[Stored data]
/---

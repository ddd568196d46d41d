use std::sync::LazyLock;

use regex::Regex;

use super::ValidationErrors;

static NAME_RE: LazyLock<Regex> =
    LazyLock::new(|| Regex::new(r"^[a-zA-Z\s]+$").expect("valid name regex"));

#[derive(Debug, Clone, PartialEq, Eq)]
pub struct ContactData {
    pub name: String,
    pub email: String,
    pub subject: String,
    pub message: String,
}

/// Contact-form rules: the same bounds are enforced client-side and again by
/// the send-email handler, so this is the single source for both.
pub fn validate_contact(
    name: &str,
    email: &str,
    subject: &str,
    message: &str,
) -> Result<ContactData, ValidationErrors> {
    let mut errors = ValidationErrors::new();

    let name = name.trim();
    let name_len = name.chars().count();
    if name_len < 2 {
        errors.add("name", "Name must be at least 2 characters");
    } else if name_len > 100 {
        errors.add("name", "Name must be less than 100 characters");
    } else if !NAME_RE.is_match(name) {
        errors.add("name", "Name can only contain letters and spaces");
    }

    let email = email.trim().to_lowercase();
    if !is_email(&email) {
        errors.add("email", "Please enter a valid email address");
    } else if email.len() > 255 {
        errors.add("email", "Email must be less than 255 characters");
    }

    // Bounds count characters, not bytes; non-ASCII text gets the full quota.
    let subject = subject.trim();
    let subject_len = subject.chars().count();
    if subject_len < 3 {
        errors.add("subject", "Subject must be at least 3 characters");
    } else if subject_len > 200 {
        errors.add("subject", "Subject must be less than 200 characters");
    }

    let message = message.trim();
    let message_len = message.chars().count();
    if message_len < 10 {
        errors.add("message", "Message must be at least 10 characters");
    } else if message_len > 2000 {
        errors.add("message", "Message must be less than 2000 characters");
    }

    if !errors.is_empty() {
        return Err(errors);
    }

    Ok(ContactData {
        name: name.to_string(),
        email,
        subject: subject.to_string(),
        message: message.to_string(),
    })
}

pub(crate) fn is_email(value: &str) -> bool {
    email_address::EmailAddress::is_valid(value)
}

#[cfg(test)]
mod tests {
    use super::*;

    fn valid() -> Result<ContactData, ValidationErrors> {
        validate_contact(
            "  Ada Lovelace ",
            "Ada@Example.com",
            "Hello there",
            "I would like to talk about your projects.",
        )
    }

    #[test]
    fn accepts_and_normalizes_valid_input() {
        let data = valid().expect("valid input should pass");
        assert_eq!(data.name, "Ada Lovelace");
        assert_eq!(data.email, "ada@example.com");
        assert_eq!(data.subject, "Hello there");
    }

    #[test]
    fn rejects_short_name() {
        let err = validate_contact("A", "a@b.com", "Subject", "A long enough message")
            .expect_err("one-char name must fail");
        assert_eq!(err.get("name"), Some("Name must be at least 2 characters"));
    }

    #[test]
    fn rejects_overlong_name() {
        let name = "a".repeat(101);
        let err = validate_contact(&name, "a@b.com", "Subject", "A long enough message")
            .expect_err("101-char name must fail");
        assert_eq!(
            err.get("name"),
            Some("Name must be less than 100 characters")
        );
    }

    #[test]
    fn rejects_non_letter_characters_in_name() {
        let err = validate_contact("R2-D2", "a@b.com", "Subject", "A long enough message")
            .expect_err("digits and dashes must fail");
        assert_eq!(
            err.get("name"),
            Some("Name can only contain letters and spaces")
        );
    }

    #[test]
    fn rejects_invalid_email() {
        let err = validate_contact("Ada", "not-an-email", "Subject", "A long enough message")
            .expect_err("bad email must fail");
        assert!(err.get("email").is_some());
    }

    #[test]
    fn rejects_short_subject_and_message() {
        let err = validate_contact("Ada", "a@b.com", "Hi", "too short").expect_err("must fail");
        assert!(err.get("subject").is_some());
        assert!(err.get("message").is_some());
    }

    #[test]
    fn message_bounds_count_characters_not_bytes() {
        // 1500 two-byte characters: 3000 bytes but well inside the 2000 bound.
        let message = "é".repeat(1500);
        validate_contact("Ada", "a@b.com", "Subject", &message)
            .expect("non-ASCII message inside the bound should pass");

        let message = "é".repeat(2001);
        let err = validate_contact("Ada", "a@b.com", "Subject", &message).expect_err("must fail");
        assert!(err.get("message").is_some());
    }

    #[test]
    fn rejects_overlong_message() {
        let message = "m".repeat(2001);
        let err = validate_contact("Ada", "a@b.com", "Subject", &message).expect_err("must fail");
        assert_eq!(
            err.get("message"),
            Some("Message must be less than 2000 characters")
        );
    }
}
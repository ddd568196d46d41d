use chrono::{DateTime, Utc};
use uuid::Uuid;

/// The single content owner. Credentials are seeded out-of-band; there is no
/// self-service registration.
#[derive(Debug, Clone)]
pub struct User {
    pub id: Uuid,
    pub email: String,
    pub password_hash: String,
    pub created_at: DateTime<Utc>,
    pub updated_at: DateTime<Utc>,
}
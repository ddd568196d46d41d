use std::sync::Arc;

use super::ports::incoming::{
    CreatePostUseCase, DeletePostUseCase, GetPublishedPostUseCase, ListAllPostsUseCase,
    ListPublishedPostsUseCase, UpdatePostUseCase,
};

#[derive(Clone)]
pub struct PostUseCases {
    pub list_published: Arc<dyn ListPublishedPostsUseCase + Send + Sync>,
    pub get_published: Arc<dyn GetPublishedPostUseCase + Send + Sync>,
    pub list_all: Arc<dyn ListAllPostsUseCase + Send + Sync>,
    pub create: Arc<dyn CreatePostUseCase + Send + Sync>,
    pub update: Arc<dyn UpdatePostUseCase + Send + Sync>,
    pub delete: Arc<dyn DeletePostUseCase + Send + Sync>,
}
use std::{
    future::{ready, Ready},
    sync::Arc,
};

use actix_web::{dev::Payload, Error as ActixError, FromRequest, HttpRequest, HttpResponse};
use uuid::Uuid;

use crate::modules::auth::application::ports::outgoing::TokenProvider;
use crate::shared::api::ApiResponse;

/// The authenticated content owner. Every admin write takes its user id from
/// here, never from the request body.
#[derive(Debug, Clone)]
pub struct AuthenticatedUser {
    pub user_id: Uuid,
}

fn create_api_error(response: HttpResponse) -> ActixError {
    actix_web::error::InternalError::from_response("", response).into()
}

impl FromRequest for AuthenticatedUser {
    type Error = ActixError;
    type Future = Ready<Result<Self, Self::Error>>;

    fn from_request(req: &HttpRequest, _payload: &mut Payload) -> Self::Future {
        let token_provider =
            match req.app_data::<actix_web::web::Data<Arc<dyn TokenProvider + Send + Sync>>>() {
                Some(provider) => provider,
                None => {
                    return ready(Err(create_api_error(ApiResponse::internal_error())));
                }
            };

        let token = match extract_token_from_header(req) {
            Some(t) => t,
            None => {
                return ready(Err(create_api_error(ApiResponse::unauthorized(
                    "MISSING_AUTH_HEADER",
                    "Missing or invalid authorization header",
                ))));
            }
        };

        match token_provider.verify_token(&token) {
            Ok(claims) => {
                if claims.token_type != "access" {
                    return ready(Err(create_api_error(ApiResponse::unauthorized(
                        "INVALID_TOKEN_TYPE",
                        "Invalid token type",
                    ))));
                }

                ready(Ok(AuthenticatedUser {
                    user_id: claims.sub,
                }))
            }
            Err(_) => ready(Err(create_api_error(ApiResponse::unauthorized(
                "INVALID_TOKEN",
                "Invalid or expired token",
            )))),
        }
    }
}

fn extract_token_from_header(req: &HttpRequest) -> Option<String> {
    req.headers()
        .get("Authorization")?
        .to_str()
        .ok()?
        .strip_prefix("Bearer ")
        .map(|s| s.to_string())
}
use actix_web::{post, web, Responder};
use serde::Deserialize;
use tracing::error;

use crate::modules::functions::application::ports::incoming::YoutubeDataFunctionError;
use crate::shared::api::ApiResponse;
use crate::AppState;

#[derive(Debug, Deserialize)]
pub struct YoutubeDataBody {
    pub youtube_url: String,
}

#[post("/api/functions/youtube-data")]
pub async fn youtube_data_handler(
    body: web::Json<YoutubeDataBody>,
    data: web::Data<AppState>,
) -> impl Responder {
    match data.functions.youtube_data.execute(&body.youtube_url).await {
        Ok(metadata) => ApiResponse::success(metadata),
        Err(YoutubeDataFunctionError::InvalidUrl) => ApiResponse::bad_request(
            "INVALID_YOUTUBE_URL",
            "URL must point at a YouTube video",
        ),
        Err(YoutubeDataFunctionError::UpstreamError(e)) => {
            error!("YouTube metadata lookup failed: {}", e);
            ApiResponse::internal_error()
        }
    }
}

\---

## Your assignment
How many lines of the entries hold the word "repeat"? Respond with the number alone.

## Reply
4